Three types of data quality checks were performed. First, participants who took less than 2 minutes to complete the questionnaire were excluded from the analysis because this indicated random clicking. This resulted in the exclusion of 2 participants. Second, if some respondents used random clicking to obtain the US $1.50 reward as fast as possible, a bimodal distribution in the time taken to complete the survey might be expected (with one group clicking as fast as possible and one reading the questions). I, therefore, plotted a histogram of the time taken to complete the survey. Third, participants were asked, at the end of the questionnaire, whether they looked up any answers online (“It is natural to be tempted to look up the answer to a question, especially when it’s only a click away. For approximately how many of the questions did you first look up the answer on Google or somewhere else before responding? The answer to this question will not affect your payment in any way.”) and if so, for which question. Those who self-reported looking up an answer online for a question were excluded from the analysis for that particular question. This was the case for 81 US participants and 63 UK participants who reported looking up the answer online for a median of 1 (IQR 1-5) and 1 (IQR 1-2.5) questions, respectively.
Results
Data Collection Time
Figure 1 shows that each of the two rounds of the survey took 2-3 days to conduct. There was no evidence of a bimodal distribution in the time taken to complete the survey (Multimedia Appendix 1).
Figure 1.
Time at which participants started the questionnaire. Dates and times are given in Pacific Standard Time. Bins have a width equal to 30 minutes.

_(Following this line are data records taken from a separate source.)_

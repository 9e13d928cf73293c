//! Progress display for fixture runs
//!
//! Bars draw to stderr and hide themselves when stderr is not a terminal, so
//! piped output only carries the status lines.

use super::styling::StyleManager;
use indicatif::{ProgressBar, ProgressDrawTarget, ProgressStyle};
use std::time::Duration;

const TICK_INTERVAL: Duration = Duration::from_millis(100);

/// Progress display manager for long-running operations
pub struct ProgressDisplay<'a> {
    styling: &'a StyleManager,
}

impl<'a> ProgressDisplay<'a> {
    pub(crate) fn new(styling: &'a StyleManager) -> Self {
        Self { styling }
    }

    /// Create a progress bar for operations with known total
    pub fn bar(&self, total: u64) -> ProgressTracker<'a> {
        let template = if self.styling.color_enabled() {
            "{spinner:.green} {msg} [{wide_bar:.cyan/blue}] {pos}/{len}"
        } else {
            "{spinner} {msg} [{wide_bar}] {pos}/{len}"
        };
        let style = ProgressStyle::with_template(template)
            .unwrap_or_else(|_| ProgressStyle::default_bar())
            .tick_strings(self.styling.symbols().spinner)
            .progress_chars(self.styling.symbols().progress_chars);

        let bar = ProgressBar::new(total);
        bar.set_style(style);
        bar.enable_steady_tick(TICK_INTERVAL);
        ProgressTracker::new(bar, self.styling)
    }

    /// Create a spinner for operations with unknown duration
    pub fn spinner(&self, message: &str) -> ProgressTracker<'a> {
        let template = if self.styling.color_enabled() {
            "{spinner:.green} {msg}"
        } else {
            "{spinner} {msg}"
        };
        let style = ProgressStyle::with_template(template)
            .unwrap_or_else(|_| ProgressStyle::default_spinner())
            .tick_strings(self.styling.symbols().spinner);

        let bar = ProgressBar::new_spinner();
        bar.set_style(style);
        bar.set_message(message.to_string());
        bar.enable_steady_tick(TICK_INTERVAL);
        ProgressTracker::new(bar, self.styling)
    }

    /// Tracker that never draws
    pub fn hidden(&self, total: u64) -> ProgressTracker<'a> {
        let bar = ProgressBar::with_draw_target(Some(total), ProgressDrawTarget::hidden());
        ProgressTracker::new(bar, self.styling)
    }
}

/// Individual progress tracker
pub struct ProgressTracker<'a> {
    bar: ProgressBar,
    styling: &'a StyleManager,
}

impl<'a> ProgressTracker<'a> {
    fn new(bar: ProgressBar, styling: &'a StyleManager) -> Self {
        Self { bar, styling }
    }

    pub fn inc(&self) {
        self.bar.inc(1);
    }

    pub fn set_message(&self, message: &str) {
        self.bar.set_message(message.to_string());
    }

    /// Run `f` with the bar cleared, so it can print to stdout without tearing
    pub fn suspend<F: FnOnce() -> R, R>(&self, f: F) -> R {
        self.bar.suspend(f)
    }

    /// Finish with success message
    pub fn finish(&self, message: &str) {
        self.bar
            .finish_with_message(self.styling.format_success(message));
    }

    /// Abandon with error message
    pub fn abandon(&self, message: &str) {
        self.bar.abandon_with_message(self.styling.format_error(message));
    }

    /// Finish and clear the progress bar
    pub fn finish_clear(&self) {
        self.bar.finish_and_clear();
    }

    pub fn bar(&self) -> &ProgressBar {
        &self.bar
    }
}

#[cfg(test)]
mod tests {
    include!("progress.test.rs");
}
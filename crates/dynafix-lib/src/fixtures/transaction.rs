//! Atomic scope around a fixture run
//!
//! The runner opens one scope before the first fixture and closes it exactly
//! once: committed when every fixture succeeded, rolled back on the first
//! failure or when the run is a dry run.

use thiserror::Error;

/// How a scope is closed once the protected work is over
#[derive(Debug, Clone, Copy, PartialEq, Eq)]
pub enum ScopeOutcome {
    Commit,
    Rollback,
}

#[derive(Debug, Error)]
pub enum TransactionError {
    #[error("A transaction is already active")]
    AlreadyActive,

    #[error("No transaction is active")]
    NotActive,

    #[error("Transaction backend failed: {reason}")]
    Backend { reason: String },
}

/// Begin/commit/rollback contract of the host's persistence layer
///
/// Receivers are shared references so the same backend can be held by the
/// fixtures that write through it while also acting as their scope.
pub trait TransactionScope {
    fn begin(&self) -> Result<(), TransactionError>;

    fn finish(&self, outcome: ScopeOutcome) -> Result<(), TransactionError>;
}

/// Scope for hosts without transactions; nothing is ever undone
#[derive(Debug, Default, Clone, Copy)]
pub struct NoopScope;

impl TransactionScope for NoopScope {
    fn begin(&self) -> Result<(), TransactionError> {
        Ok(())
    }

    fn finish(&self, outcome: ScopeOutcome) -> Result<(), TransactionError> {
        if outcome == ScopeOutcome::Rollback {
            tracing::warn!("Rollback requested but the backend has no transactions");
        }
        Ok(())
    }
}
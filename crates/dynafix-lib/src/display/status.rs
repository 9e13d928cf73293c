//! Status display for user feedback
//!
//! User-facing lines go to stdout; diagnostics go through `tracing` instead.

use super::styling::StyleManager;
use crate::primitives::FixtureKey;
use std::io::{self, Write};
use std::time::Duration;

/// Status display manager for semantic user feedback
pub struct StatusDisplay<'a> {
    styling: &'a StyleManager,
}

impl<'a> StatusDisplay<'a> {
    pub(crate) fn new(styling: &'a StyleManager) -> Self {
        Self { styling }
    }

    /// Display a success status with optional details
    ///
    /// Output: `✓ store: dynafix-store.json`
    pub fn success(&self, item: &str, details: &str) {
        println!("{}", self.styling.format_success(&join_details(item, details)));
    }

    /// Display an error status with optional details
    pub fn error(&self, item: &str, details: &str) {
        println!("{}", self.styling.format_error(&join_details(item, details)));
    }

    pub fn warning(&self, message: &str) {
        println!("{}", self.styling.format_warning(message));
    }

    pub fn info(&self, message: &str) {
        println!("{}", self.styling.format_info(message));
    }

    /// Display a simple message without status symbols
    pub fn message(&self, text: &str) {
        println!("{}", text);
    }

    pub fn subtle(&self, text: &str) {
        println!("{}", self.styling.style_subtle(text));
    }

    /// Display a header for a section of work
    pub fn section(&self, title: &str) {
        println!();
        println!("{}", self.styling.style_emphasis(title));
    }

    /// Display a list of items with bullets
    pub fn list(&self, items: &[&str]) {
        for item in items {
            println!("  {} {}", self.styling.bullet(), item);
        }
    }

    /// One line of a fixture listing
    ///
    /// Output: ` * accounts.0001_users       Staff accounts`
    pub fn fixture_entry(&self, key: &FixtureKey, description: Option<&str>) {
        println!("{}", self.format_fixture_entry(key, description));
        io::stdout().flush().unwrap_or(());
    }

    pub fn format_fixture_entry(&self, key: &FixtureKey, description: Option<&str>) -> String {
        let name = format!("{:<25}", key.to_string());
        match description {
            Some(description) => format!(
                " * {} {}",
                self.styling.style_emphasis(&name),
                self.styling.style_subtle(description)
            ),
            None => format!(" * {}", self.styling.style_emphasis(name.trim_end())),
        }
    }

    /// Report a loaded fixture
    ///
    /// Output: `Loading fixture accounts.0001_users... SUCCESS (12ms)`
    pub fn fixture_loaded(&self, key: &FixtureKey, elapsed: Duration) {
        println!("{}", self.format_fixture_loaded(key, elapsed));
    }

    pub fn format_fixture_loaded(&self, key: &FixtureKey, elapsed: Duration) -> String {
        format!(
            "Loading fixture {}... {} {}",
            key,
            self.styling.style_success("SUCCESS"),
            self.styling
                .style_subtle(&format!("({}ms)", elapsed.as_millis()))
        )
    }

    /// Report the fixture a run stopped at
    pub fn fixture_failed(&self, key: &FixtureKey) {
        println!(
            "Loading fixture {}... {}",
            key,
            self.styling.style_error("FAILED")
        );
    }
}

fn join_details(item: &str, details: &str) -> String {
    if details.is_empty() {
        item.to_string()
    } else {
        format!("{}: {}", item, details)
    }
}

#[cfg(test)]
mod tests {
    include!("status.test.rs");
}
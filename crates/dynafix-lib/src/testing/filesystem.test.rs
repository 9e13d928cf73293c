use super::*;

#[test]
fn test_writes_manifest_into_namespace_layout() -> Result<(), Box<dyn std::error::Error>> {
    let fixture = TempDirFixture::new()?;

    let path = fixture.write_manifest("accounts", "0001_users", "dependencies = []")?;

    assert!(path.is_file());
    assert!(fixture.file_exists("accounts/fixtures/0001_users.toml"));
    assert_eq!(
        fixture.read_file("accounts/fixtures/0001_users.toml")?,
        "dependencies = []"
    );
    Ok(())
}

#[test]
fn test_temp_dir_isolation() -> Result<(), Box<dyn std::error::Error>> {
    let fixture1 = TempDirFixture::new()?;
    let fixture2 = TempDirFixture::new()?;

    fixture1.write_file("only-here.txt", "1")?;

    assert_ne!(fixture1.path(), fixture2.path());
    assert!(!fixture2.file_exists("only-here.txt"));
    Ok(())
}

#[test]
fn test_cleanup_on_drop() -> Result<(), Box<dyn std::error::Error>> {
    let path = {
        let fixture = TempDirFixture::new()?;
        fixture.create_dir("shop/fixtures")?;
        fixture.path().to_path_buf()
    };

    assert!(!path.exists());
    Ok(())
}
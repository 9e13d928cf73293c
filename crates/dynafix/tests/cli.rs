//! Binary-level tests: argument parsing, exit codes and printed output

use assert_cmd::Command;
use predicates::prelude::*;
use std::fs;
use std::path::Path;
use tempfile::TempDir;

const USERS: &str = r#"
description = "Staff accounts"

[[records]]
collection = "users"
key = "username"
data = { username = "alice" }
"#;

const GROUPS: &str = r#"
dependencies = ["accounts.0001_users"]

[[records]]
collection = "groups"
key = "name"
data = { name = "staff" }
"#;

fn workdir() -> TempDir {
    let dir = TempDir::new().unwrap();
    write_manifest(dir.path(), "accounts", "0001_users", USERS);
    write_manifest(dir.path(), "accounts", "0002_groups", GROUPS);
    dir
}

fn write_manifest(root: &Path, namespace: &str, name: &str, content: &str) {
    let fixtures = root.join(namespace).join("fixtures");
    fs::create_dir_all(&fixtures).unwrap();
    fs::write(fixtures.join(format!("{name}.toml")), content).unwrap();
}

/// Command isolated from the caller's dynafix environment
fn dynafix(dir: &TempDir) -> Command {
    let mut cmd = Command::new(env!("CARGO_BIN_EXE_dynafix"));
    cmd.current_dir(dir.path())
        .env_remove("DYNAFIX_WORKDIR")
        .env_remove("DYNAFIX_STORE")
        .env_remove("DYNAFIX_STRICT")
        .env_remove("DYNAFIX_LOG_LEVEL")
        .env_remove("DYNAFIX_LOG_FORMAT")
        .env_remove("DYNAFIX_LOG_OUTPUT")
        .env_remove("DYNAFIX_COLOR")
        .env_remove("RUST_LOG")
        .arg("--color")
        .arg("never");
    cmd
}

#[test]
fn version_prints_package_version() {
    let dir = workdir();

    dynafix(&dir)
        .arg("version")
        .assert()
        .success()
        .stdout(predicate::str::contains(format!(
            "dynafix {}",
            env!("CARGO_PKG_VERSION")
        )));
}

#[test]
fn no_command_prints_usage_hint() {
    let dir = workdir();

    dynafix(&dir)
        .assert()
        .success()
        .stdout(predicate::str::contains("dynafix --help"));
}

#[test]
fn list_prints_fixtures_in_load_order() {
    let dir = workdir();

    let output = dynafix(&dir).arg("list").assert().success();
    let stdout = String::from_utf8(output.get_output().stdout.clone()).unwrap();

    let users = stdout.find(" * accounts.0001_users").unwrap();
    let groups = stdout.find(" * accounts.0002_groups").unwrap();
    assert!(users < groups);
    assert!(stdout.contains("Staff accounts"));
    assert!(stdout.contains("Searched 1 namespaces."));
    assert!(stdout.contains("Found 2 dynamic fixtures."));
}

#[test]
fn list_json_is_machine_readable() {
    let dir = workdir();

    let output = dynafix(&dir)
        .args(["list", "--format", "json"])
        .assert()
        .success();
    let listed: serde_json::Value = serde_json::from_slice(&output.get_output().stdout).unwrap();

    assert_eq!(listed[0]["key"], "accounts.0001_users");
    assert_eq!(listed[1]["dependencies"][0], "accounts.0001_users");
}

#[test]
fn load_reports_each_fixture_and_commits() {
    let dir = workdir();

    dynafix(&dir)
        .arg("load")
        .assert()
        .success()
        .stdout(predicate::str::contains(
            "Loading fixture accounts.0001_users... SUCCESS (",
        ))
        .stdout(predicate::str::contains(
            "Loading fixture accounts.0002_groups... SUCCESS (",
        ))
        .stdout(predicate::str::contains("Loaded 2 fixtures"));

    let store = fs::read_to_string(dir.path().join("dynafix-store.json")).unwrap();
    assert!(store.contains("alice"));
}

#[test]
fn dry_run_reports_rollback() {
    let dir = workdir();

    dynafix(&dir)
        .args(["load", "--dry-run"])
        .assert()
        .success()
        .stdout(predicate::str::contains(
            "Dry run: 2 fixtures loaded and rolled back",
        ));

    assert!(!dir.path().join("dynafix-store.json").exists());
}

#[test]
fn unknown_prefix_fails() {
    let dir = workdir();

    dynafix(&dir)
        .args(["load", "accounts", "9"])
        .assert()
        .failure()
        .stderr(predicate::str::contains(
            "Fixture with prefix '9' not found in namespace 'accounts'",
        ));
}

#[test]
fn list_explains_dependency_on_skipped_manifest() {
    let dir = TempDir::new().unwrap();
    write_manifest(dir.path(), "shop", "0001_base", "bogus = 1\n");
    write_manifest(
        dir.path(),
        "shop",
        "0002_items",
        r#"dependencies = ["shop.0001_base"]"#,
    );

    dynafix(&dir)
        .arg("list")
        .assert()
        .failure()
        .stdout(predicate::str::contains("Skipped Fixture shop.0001_base is invalid"))
        .stdout(predicate::str::contains("bogus"))
        .stderr(predicate::str::contains(
            "Fixture shop.0002_items depends on shop.0001_base, which is not in the catalog",
        ));
}

#[test]
fn missing_workdir_fails() {
    let dir = workdir();

    dynafix(&dir)
        .args(["--workdir", "does-not-exist", "list"])
        .assert()
        .failure()
        .stderr(predicate::str::contains("Invalid working directory"));
}

#[test]
fn workdir_from_environment() {
    let dir = workdir();
    let elsewhere = TempDir::new().unwrap();

    let mut cmd = dynafix(&elsewhere);
    cmd.env("DYNAFIX_WORKDIR", dir.path())
        .arg("list")
        .assert()
        .success()
        .stdout(predicate::str::contains("Found 2 dynamic fixtures."));
}

#[test]
fn config_file_sets_store_location() {
    let dir = workdir();
    fs::write(dir.path().join("dynafix.toml"), "store = \"data/seed.json\"\n").unwrap();

    dynafix(&dir).arg("load").assert().success();

    assert!(dir.path().join("data/seed.json").is_file());
}

#[test]
fn invalid_log_level_is_rejected_by_parser() {
    let dir = workdir();

    dynafix(&dir)
        .args(["--log-level", "7", "version"])
        .assert()
        .failure()
        .code(2);
}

Participant Characteristics
Of 3000 adults residing in the United States and 3000 adults residing in the United Kingdom who could participate, 2986 and 2988, respectively, completed the questionnaire. Approximately two-thirds (1924/2986, 64.4%) of US participants and half (1540/2988, 51.5%) of UK participants had a tertiary education degree (Table 1). In addition, 67.5% (2015/2986) of US participants had a total household income between US $20,000 and US $99,999, and 74.4% (2223/2988) of UK participants had a total household income between £15,000 and £74,999. Furthermore, 17.3% (516/2986) of US participants and 13.7% (409/2988) of UK participants were currently students.
Table 1.
Sample characteristics.
Characteristics | US | UK | |
Number of participants | 2986 | 2988 | |
Female, n (%) | 1519 (50.9) | 1531 (51.2) | |
Age group (years), n (%) | |||
|
18-27 | 655 (21.9) | 550 (18.4) |
|
28-37 | 687 (23.0) | 557 (18.6) |
|
38-47 | 531 (17.8) | 563 (18.8) |
|
48-57 | 493 (16.5) | 480 (16.1) |
|
≥58 | 620 (20.8) | 838 (28.0) |
Education, n (%) | |||
|
Less than a high school diploma/A-levels | 24 (0.8) | 396 (13.3) |
|
High school degree/Completed A-levels | 334 (11.2) | 682 (22.8) |
|
Some undergraduate education (no degree) | 704 (23.6) | 370 (12.4) |
|
Associate degree | 322 (10.8) | N/Aa |
|
Bachelor’s degree | 1068 (35.8) | 1030 (34.5) |
|
Master’s degree | 405 (13.6) | 330 (11.0) |
|
Professional degree | 63 (2.1) | 100 (3.3) |
|
Doctorate | 66 (2.2) | 80 (2.7) |
Total household income, n (%) | |||
|
<US $10,000/<£7500 | 165 (5.5) | 172 (5.8) |
|
US $10,000-US $19,000/£7500-£14,999 | 222 (7.4) | 333 (11.1) |
|
US $20,000-US $29,000/£15,000-£22,499 | 342 (11.5) | 463 (15.5) |
|
US $30,000-US $39,000/£22,500 - £29,999 | 325 (10.9) | 473 (15.8) |
|
US $40,000-US $49,000/£30,000-£37,499 | 280 (9.4) | 358 (12.0) |
|
US $50,000-US $59,000/£37,500-£44,999 | 304 (10.2) | 312 (10.4) |
|
US $60,000-US $69,000/£45,000-£52,499 | 230 (7.7) | 242 (8.1) |
|
US $70,000-US $79,000/£52,500-£59,999 | 242 (8.1) | 156 (5.2) |
|
US $80,000-US $89,000/£60,000-£67,499 | 138 (4.6) | 121 (4.0) |
|
US $90,000-US $99,000/£67,500-£74,999 | 154 (5.2) | 98 (3.3) |
|
US $100,000-US $149,000/£75,000-£99,999 | 401 (13.4) | 168 (5.6) |
|
≥US $150,000/≥£100,000 | 183 (6.1) | 92 (3.1) |
Race or ethnicity, n (%) | |||
|
White | 2269 (76.0) | 2540 (85.0) |
|
Black or African American | 392 (13.1) | 110 (3.7) |
|
Asian or Asian Indian | 191 (6.4) | 227 (7.6) |
|
Mixed | 74 (2.5) | 62 (2.1) |
|
Other | 60 (2.0) | 49 (1.6) |
Current student, n (%) | 516 (17.3) | 409 (13.7) | |
Chinese descent, n (%) | |||
|
Born in China | 11 (0.4) | 15 (0.5) |
|
Parents or grandparents born in China | 57 (1.9) | 27 (0.9) |
Works as a health care provider, n (%) | |||
|
Nurse | 33 (1.1) | 44 (1.5) |
|
Physician | 5 (0.2) | 15 (0.5) |
|
Pharmacist | 10 (0.3) | 6 (0.2) |
|
Other | 102 (3.4) | 118 (3.9) |
aAssociate degrees are not awarded in the UK.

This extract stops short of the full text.